Reiteramos una disposición; la bronca por el Arte,
la tristeza que produce un buen poema elegante, el poema
de marras, qué poema. Verso
triste, apagado de día, triste de noche. A las tantas,
el verso se destrona, se toma algo y sucumbe como un
alfabeto tenebroso
o un crucigrama políglota.
No tiene qué decir, posado en el crucigrama de la
literatura –que es un sudoku del máximo nivel, pero
letrado.
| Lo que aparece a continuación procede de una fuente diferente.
//! Cached display samples.

use bp_engine::{plot_derivatives, Envelope};

/// Samples of an envelope scaled to a plot area, with per-sample slopes for
/// line drawing.
#[derive(Clone, Debug, Default, PartialEq)]
pub struct Plot {
    pub width: usize,
    pub height: f64,
    pub samples: Vec<f64>,
    pub derivatives: Vec<f64>,
}

impl Plot {
    pub fn of(envelope: &Envelope, width: usize, height: f64) -> Self {
        let samples = envelope.sample_curve(width, height);
        let derivatives = plot_derivatives(&samples);
        Self { width, height, samples, derivatives }
    }
}

/// Recomputes the plot only after an edit or a size change.
#[derive(Clone, Debug, Default)]
pub(crate) struct PlotCache {
    plot: Option<Plot>,
}

impl PlotCache {
    pub fn invalidate(&mut self) {
        self.plot = None;
    }

    pub fn is_fresh(&self, width: usize, height: f64) -> bool {
        self.plot.as_ref().is_some_and(|p| p.width == width && p.height == height)
    }

    pub fn get(&mut self, envelope: &Envelope, width: usize, height: f64) -> &Plot {
        if !self.is_fresh(width, height) {
            self.plot = None;
        }
        self.plot.get_or_insert_with(|| {
            log::trace!("replotting at {width}x{height}");
            Plot::of(envelope, width, height)
        })
    }
}
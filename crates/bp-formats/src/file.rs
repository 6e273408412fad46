//! Filesystem entry points.

use std::fs;
use std::path::Path;

use bp_ir::{check_sanity, BreakpointChain};

use crate::text::{format_breakpoints, parse_breakpoint_bytes, LoadReport};
use crate::{LoadError, SaveError};

/// Load a breakpoint file. Skipped lines are reported, not fatal; a chain
/// that fails the sanity check is.
pub fn load_breakpoints(path: impl AsRef<Path>) -> Result<LoadReport, LoadError> {
    let path = path.as_ref();
    let bytes = fs::read(path).map_err(|source| LoadError::Io { path: path.to_path_buf(), source })?;
    let report = parse_breakpoint_bytes(&bytes);
    check_sanity(&report.chain)?;
    log::info!(
        "loaded {} breakpoints from {} ({} lines skipped)",
        report.chain.len(),
        path.display(),
        report.diagnostics.len()
    );
    Ok(report)
}

/// Save `chain` to `path`, replacing any existing file. Nothing is written
/// when the chain cannot be encoded.
pub fn save_breakpoints(path: impl AsRef<Path>, chain: &BreakpointChain) -> Result<(), SaveError> {
    let path = path.as_ref();
    let text = format_breakpoints(chain)?;
    fs::write(path, text).map_err(|source| SaveError::Io { path: path.to_path_buf(), source })?;
    log::info!("saved {} breakpoints to {}", chain.len(), path.display());
    Ok(())
}
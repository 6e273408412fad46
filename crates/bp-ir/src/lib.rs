//! Core breakpoint types for the envelope engine.
//!
//! This crate defines breakpoints, the arena-backed chain that links them,
//! the per-segment interpolation laws and the root finders the bezier laws
//! depend on. Seeking and envelope lifecycles live in `bp-engine`; file
//! I/O lives in `bp-formats`.
//!
//! Designed to be `no_std` compatible with the `alloc` crate.

#![cfg_attr(not(feature = "std"), no_std)]

extern crate alloc;

mod breakpoint;
mod chain;
mod interp;
mod sanity;
pub mod solve;

pub use breakpoint::{Breakpoint, InterpFn, InterpKind, ShapeParams, UserInterp, MAX_SHAPE_PARAMS};
pub use chain::{BreakpointChain, Iter, NodeKey};
pub use interp::{
    cubic_bezier, exponential, interpolate, linear, nearest_neighbour, quadratic_bezier, Segment,
    EXPONENTIAL_ZERO_THRESHOLD,
};
pub use sanity::{check_sanity, SanityError};
pub use solve::{CubicRoot, ENVELOPE_PRECISION};
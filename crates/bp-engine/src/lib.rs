//! Seek engine and envelope lifecycles for breakpoint chains.
//!
//! A `Cursor` walks any `ChainView`: a plain `BreakpointChain` or the
//! `MergedView` an ADSR envelope presents once released. `Envelope` pairs a
//! chain with its live cursor and display bounds; `AdsrEnvelope` adds the
//! idle/released lifecycle on top.

#![cfg_attr(not(feature = "std"), no_std)]

extern crate alloc;

mod adsr;
mod cursor;
mod envelope;
mod sample;
mod view;

pub use adsr::{AdsrEnvelope, AdsrParams, AdsrStage, MIN_STAGE_DURATION};
pub use cursor::{Cursor, SeekStep};
pub use envelope::{Bounds, EditError, Envelope};
pub use sample::{plot_derivatives, sample_view};
pub use view::{ChainView, MergedView, Splice, Walk};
De estrofa en estrofa,
dormitan las variaciones goldberg de la poesía, se
enganchan en la valla (al saltar),
meten el pie en el agua, se raspan, se arañan, resultan
heridas en cualquier sentido
metafórico, obran realidades
inestables.
A la estabilidad por el Arte; sofocados y todo,
interrogados por un técnico
estimulador, taseados y todo, vapuleados a conciencia
hasta quedar inconscientes, medio muertos en un juego
culpable. La asonancia vertical, el horizonte que se
apodera del tiempo como un pequeño robinhood
perfeccionista.
La lejanía no sirve, tampoco la procedencia
ni el arraigo. De milagro, hay equilibrio en una
gota de agua. Somos
militantes de la lluvia e inventamos hologramas domésticos
que acaban por calar los corazones. El poema
nos entra por los ojos como una mariposa, nos salva
heroicamente de nuestra inacción.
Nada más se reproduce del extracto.